Esben and the Witch

    Violet Cries


    It’s taken a year, but Britain finally has its very own answer to witch-house: Esben and the Witch, the fairy-tale-referencing Brighton trio whose Violet Cries is the first British release from Matador in seven years not under the Belle and Sebastian banner. Salem might prefer Dirty South rap, and Esben and the Witch skew goth, but both bands are all about building surface tension and ambiance experiments. The choice to mix goth abstraction with droning instrumentation is an intriguing one, and one that has led Esben and the Witch to be hyped by the NME, but Violet Cries ends up more mildly sonically interesting than engrossing. Not even a co-sign from Jack Black can change that.
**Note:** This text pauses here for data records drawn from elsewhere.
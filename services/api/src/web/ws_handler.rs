//! services/api/src/web/ws_handler.rs
//!
//! This is the main entry point and control loop for a quiz-player WebSocket
//! connection. It owns the connection's `QuizSession` and delegates the
//! countdown to `countdown_task`.

use crate::web::{
    attempts::{begin_attempt, record_result},
    countdown_task::countdown_process,
    dto::{CertificateDto, QuizDto, QuizResultDto},
    protocol::{ClientMessage, ServerMessage},
    state::{AppState, QuizSession},
};
use axum::{
    extract::{
        ws::{Message, WebSocket},
        State, WebSocketUpgrade,
    },
    response::Response,
    Extension,
};
use futures::{SinkExt, StreamExt};
use learnhub_core::attempt::SubmitOutcome;
use learnhub_core::quiz::QuizResult;
use std::sync::Arc;
use tokio::sync::{
    mpsc::{self, UnboundedSender},
    Mutex,
};
use tokio_util::sync::CancellationToken;
use tracing::{error, info, warn};
use uuid::Uuid;

/// The handler for upgrading HTTP requests to WebSocket connections.
pub async fn quiz_ws_handler(
    ws: WebSocketUpgrade,
    State(app_state): State<Arc<AppState>>,
    Extension(user_id): Extension<Uuid>,
) -> Response {
    ws.on_upgrade(move |socket| handle_socket(socket, app_state, user_id))
}

async fn handle_socket(socket: WebSocket, app_state: Arc<AppState>, user_id: Uuid) {
    info!("New quiz WebSocket connection established for user: {}", user_id);

    // --- 1. Outbox: a single task owns the sink, everyone else sends to it ---
    let (mut sender, mut receiver) = socket.split();
    let (outbox, mut outbox_rx) = mpsc::unbounded_channel::<ServerMessage>();
    tokio::spawn(async move {
        while let Some(message) = outbox_rx.recv().await {
            let json = match serde_json::to_string(&message) {
                Ok(json) => json,
                Err(e) => {
                    error!("Failed to serialize server message: {:?}", e);
                    continue;
                }
            };
            if sender.send(Message::Text(json.into())).await.is_err() {
                error!("Failed to send message to quiz client.");
                break;
            }
        }
    });

    let session_lock = Arc::new(Mutex::new(QuizSession::new(user_id)));

    // --- 2. Main Message Loop ---
    while let Some(Ok(msg)) = receiver.next().await {
        match msg {
            Message::Text(text) => match serde_json::from_str::<ClientMessage>(text.as_str()) {
                Ok(client_msg) => {
                    if !handle_client_message(client_msg, &app_state, &session_lock, &outbox).await {
                        break;
                    }
                }
                Err(e) => {
                    warn!("Failed to deserialize client message: {}", e);
                    let _ = outbox.send(ServerMessage::Error {
                        message: "Malformed message".to_string(),
                    });
                }
            },
            Message::Close(_) => {
                info!("Client sent close message.");
                break;
            }
            _ => {}
        }
    }

    // --- 3. Cleanup ---
    // The countdown must never fire for an attempt whose player is gone.
    session_lock.lock().await.cancellation_token.cancel();
    info!("Quiz WebSocket connection closed.");
}

/// Handles one client message. Returns `false` when the connection should close.
pub async fn handle_client_message(
    client_msg: ClientMessage,
    app_state: &Arc<AppState>,
    session_lock: &Arc<Mutex<QuizSession>>,
    outbox: &UnboundedSender<ServerMessage>,
) -> bool {
    let reply = match client_msg {
        ClientMessage::Start { quiz_id } => {
            start_attempt(quiz_id, app_state, session_lock, outbox).await
        }
        ClientMessage::Answer {
            question_id,
            answer,
        } => {
            let mut session = session_lock.lock().await;
            match session.attempt.as_mut() {
                None => no_attempt(),
                Some(attempt) => match attempt.answer(question_id, answer.into()) {
                    Ok(()) => ServerMessage::AnswerRecorded { question_id },
                    Err(e) => ServerMessage::Error {
                        message: e.to_string(),
                    },
                },
            }
        }
        ClientMessage::ClearAnswer { question_id } => {
            let mut session = session_lock.lock().await;
            match session.attempt.as_mut() {
                None => no_attempt(),
                Some(attempt) => match attempt.clear_answer(question_id) {
                    Ok(()) => ServerMessage::AnswerCleared { question_id },
                    Err(e) => ServerMessage::Error {
                        message: e.to_string(),
                    },
                },
            }
        }
        ClientMessage::Submit => {
            let submitted = {
                let mut session = session_lock.lock().await;
                let user_id = session.user_id;
                let submitted = session.attempt.as_mut().map(|attempt| {
                    let outcome = attempt.submit();
                    (user_id, attempt.quiz().id, attempt.attempt_number(), outcome)
                });
                if submitted.is_some() {
                    session.cancellation_token.cancel();
                }
                submitted
            };
            match submitted {
                None => no_attempt(),
                Some((user_id, quiz_id, attempt_number, SubmitOutcome::Submitted(result))) => {
                    settle_submission(app_state, user_id, quiz_id, attempt_number, &result, false)
                        .await
                }
                Some((_, _, _, SubmitOutcome::AlreadySubmitted)) => ServerMessage::Error {
                    message: "The attempt has already been submitted".to_string(),
                },
            }
        }
        ClientMessage::Close => {
            info!("Quiz player closed by client.");
            session_lock.lock().await.cancellation_token.cancel();
            return false;
        }
    };
    outbox.send(reply).is_ok()
}

fn no_attempt() -> ServerMessage {
    ServerMessage::Error {
        message: "No quiz attempt has been started".to_string(),
    }
}

async fn start_attempt(
    quiz_id: Uuid,
    app_state: &Arc<AppState>,
    session_lock: &Arc<Mutex<QuizSession>>,
    outbox: &UnboundedSender<ServerMessage>,
) -> ServerMessage {
    let user_id = {
        let session = session_lock.lock().await;
        if session.in_progress() {
            return ServerMessage::Error {
                message: "An attempt is already in progress".to_string(),
            };
        }
        session.user_id
    };

    let attempt = match begin_attempt(app_state.db.as_ref(), user_id, quiz_id).await {
        Ok(attempt) => attempt,
        Err(e) => {
            warn!("Could not start quiz {} for user {}: {:?}", quiz_id, user_id, e);
            return ServerMessage::Error {
                message: e.to_string(),
            };
        }
    };

    let mut session = session_lock.lock().await;
    if session.in_progress() {
        return ServerMessage::Error {
            message: "An attempt is already in progress".to_string(),
        };
    }
    let started = ServerMessage::AttemptStarted {
        quiz: QuizDto::from(attempt.quiz()),
        attempt_number: attempt.attempt_number(),
        time_remaining: attempt.time_remaining(),
    };
    let timed = attempt.time_remaining().is_some();
    session.cancellation_token.cancel();
    session.cancellation_token = CancellationToken::new();
    session.attempt = Some(attempt);
    info!("User {} started quiz {}", user_id, quiz_id);

    if timed {
        let app_state = app_state.clone();
        let session_lock = session_lock.clone();
        let outbox = outbox.clone();
        let token = session.cancellation_token.clone();
        tokio::spawn(countdown_process(app_state, session_lock, outbox, token));
    }
    started
}

/// Records a scored attempt and builds the message announcing it.
pub(crate) async fn settle_submission(
    app_state: &AppState,
    user_id: Uuid,
    quiz_id: Uuid,
    attempt_number: u32,
    result: &QuizResult,
    automatic: bool,
) -> ServerMessage {
    match record_result(app_state.db.as_ref(), user_id, quiz_id, attempt_number, result).await {
        Ok(recorded) => ServerMessage::Submitted {
            attempt_number,
            result: QuizResultDto::from(result),
            automatic,
            certificates: recorded.certificates.iter().map(CertificateDto::from).collect(),
        },
        Err(e) => {
            error!("Failed to record attempt on quiz {}: {:?}", quiz_id, e);
            ServerMessage::Error {
                message: "Your attempt was scored but could not be saved".to_string(),
            }
        }
    }
}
    Violet Cries starts out strong though, with the menacing “Marching Song,” a totemic single that slots Esben somewhere between the Kills, Siouxsie Sioux, and the Black Angels. The vocals are like listening to lead singer Rachel Davies go through scream therapy, as she builds her limited vocal range to balls-out intensity. It’s the perfect song for movie trailers; it’s got the trembling verses and instrumentation that suggests someone is about to get killed.  


    A film score isn’t a bad comparison for the rest of Violet Cries, since most of the album is buried underneath highly manufactured “atmosphere” that at least lends everything here a unified quality. Songs crest and fall like scenes, and the lyrics never clue you in to what’s going on here. If Hans Zimmer was locked in a cage and forced to listen to only Goth for a few years, he’d probably come up with something similar to “Hexagons IV” or “Swans.”


    But once you get down to digging this out, there’s a sinking suspicion that there isn’t much underneath all the caterwauling, the reverb, the doom, the mythical song titles and the ambiance. Esben and the Witch sure can make a racket, but parsing out the minimal substance is the real challenge. Better than Salem? Definitely. A perfect debut? Not quite.